(Records shown Opens)

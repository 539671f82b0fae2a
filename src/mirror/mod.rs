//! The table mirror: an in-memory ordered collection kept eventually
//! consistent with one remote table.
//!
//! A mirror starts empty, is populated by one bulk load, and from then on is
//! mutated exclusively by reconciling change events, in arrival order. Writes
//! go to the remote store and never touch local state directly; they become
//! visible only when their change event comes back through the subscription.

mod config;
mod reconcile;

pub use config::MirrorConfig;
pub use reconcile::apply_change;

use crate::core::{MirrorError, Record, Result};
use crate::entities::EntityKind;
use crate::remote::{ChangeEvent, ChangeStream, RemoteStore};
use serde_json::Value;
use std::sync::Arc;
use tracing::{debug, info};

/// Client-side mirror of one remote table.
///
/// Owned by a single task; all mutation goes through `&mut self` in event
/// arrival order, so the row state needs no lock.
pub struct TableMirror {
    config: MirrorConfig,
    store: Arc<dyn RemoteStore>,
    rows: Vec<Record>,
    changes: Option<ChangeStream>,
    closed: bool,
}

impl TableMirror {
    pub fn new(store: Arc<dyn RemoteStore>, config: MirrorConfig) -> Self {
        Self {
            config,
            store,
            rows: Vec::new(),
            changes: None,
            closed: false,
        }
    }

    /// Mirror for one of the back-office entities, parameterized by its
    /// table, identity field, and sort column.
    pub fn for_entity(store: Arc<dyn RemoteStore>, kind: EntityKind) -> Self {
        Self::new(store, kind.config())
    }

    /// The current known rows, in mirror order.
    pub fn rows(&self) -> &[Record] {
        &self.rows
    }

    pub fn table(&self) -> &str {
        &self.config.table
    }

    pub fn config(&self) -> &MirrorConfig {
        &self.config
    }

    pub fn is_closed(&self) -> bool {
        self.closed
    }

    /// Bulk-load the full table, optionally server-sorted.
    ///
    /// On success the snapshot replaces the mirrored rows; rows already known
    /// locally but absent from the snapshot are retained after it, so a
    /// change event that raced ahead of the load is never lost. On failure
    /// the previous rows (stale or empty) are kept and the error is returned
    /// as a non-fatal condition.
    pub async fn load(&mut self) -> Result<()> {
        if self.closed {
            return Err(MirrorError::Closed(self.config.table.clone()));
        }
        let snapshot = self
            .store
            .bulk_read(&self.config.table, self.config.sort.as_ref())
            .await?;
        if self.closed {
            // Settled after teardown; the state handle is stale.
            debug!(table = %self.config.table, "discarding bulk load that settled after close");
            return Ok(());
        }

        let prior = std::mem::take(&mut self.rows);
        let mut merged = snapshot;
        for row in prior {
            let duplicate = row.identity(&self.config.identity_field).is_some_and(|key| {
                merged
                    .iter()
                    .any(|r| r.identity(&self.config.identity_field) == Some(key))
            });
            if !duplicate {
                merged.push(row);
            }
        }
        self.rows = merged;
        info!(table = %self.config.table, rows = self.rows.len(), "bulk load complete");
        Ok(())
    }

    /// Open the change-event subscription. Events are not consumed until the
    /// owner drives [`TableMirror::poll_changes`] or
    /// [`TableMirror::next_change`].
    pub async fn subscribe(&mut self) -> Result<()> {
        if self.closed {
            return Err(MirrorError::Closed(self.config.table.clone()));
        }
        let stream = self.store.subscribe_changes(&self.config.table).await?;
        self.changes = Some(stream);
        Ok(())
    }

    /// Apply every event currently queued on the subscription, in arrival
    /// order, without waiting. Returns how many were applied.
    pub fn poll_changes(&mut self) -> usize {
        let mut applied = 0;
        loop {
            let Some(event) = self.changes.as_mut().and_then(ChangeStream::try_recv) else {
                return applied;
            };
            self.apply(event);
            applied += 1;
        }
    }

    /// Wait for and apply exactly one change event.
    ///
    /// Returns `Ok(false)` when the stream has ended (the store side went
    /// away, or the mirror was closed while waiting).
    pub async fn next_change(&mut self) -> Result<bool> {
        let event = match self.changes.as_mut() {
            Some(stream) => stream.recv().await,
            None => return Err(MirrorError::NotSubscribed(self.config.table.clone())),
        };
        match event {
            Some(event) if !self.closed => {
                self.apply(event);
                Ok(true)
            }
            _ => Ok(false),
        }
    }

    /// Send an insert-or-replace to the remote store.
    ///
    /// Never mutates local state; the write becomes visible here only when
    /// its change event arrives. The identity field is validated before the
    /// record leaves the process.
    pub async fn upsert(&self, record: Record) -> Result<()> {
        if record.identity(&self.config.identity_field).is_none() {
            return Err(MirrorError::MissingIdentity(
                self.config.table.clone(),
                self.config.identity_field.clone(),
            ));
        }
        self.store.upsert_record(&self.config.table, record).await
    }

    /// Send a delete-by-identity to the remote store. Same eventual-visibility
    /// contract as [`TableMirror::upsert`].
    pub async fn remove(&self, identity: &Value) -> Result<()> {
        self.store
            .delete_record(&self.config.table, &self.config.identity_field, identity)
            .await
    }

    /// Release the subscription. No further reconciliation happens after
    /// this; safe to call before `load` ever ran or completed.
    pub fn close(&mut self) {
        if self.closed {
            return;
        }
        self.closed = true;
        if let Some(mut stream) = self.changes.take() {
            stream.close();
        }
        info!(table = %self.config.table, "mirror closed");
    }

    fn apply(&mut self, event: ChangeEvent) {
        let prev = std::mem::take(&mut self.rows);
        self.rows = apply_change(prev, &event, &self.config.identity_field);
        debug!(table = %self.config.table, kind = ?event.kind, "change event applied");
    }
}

(Records shown Closes)

- Task statement: Filter the records above for lines containing the word "arrival", and copy those lines.

- Answer for this exercise:
//! mutated exclusively by reconciling change events, in arrival order. Writes
/// arrival order, so the row state needs no lock.
    /// Apply every event currently queued on the subscription, in arrival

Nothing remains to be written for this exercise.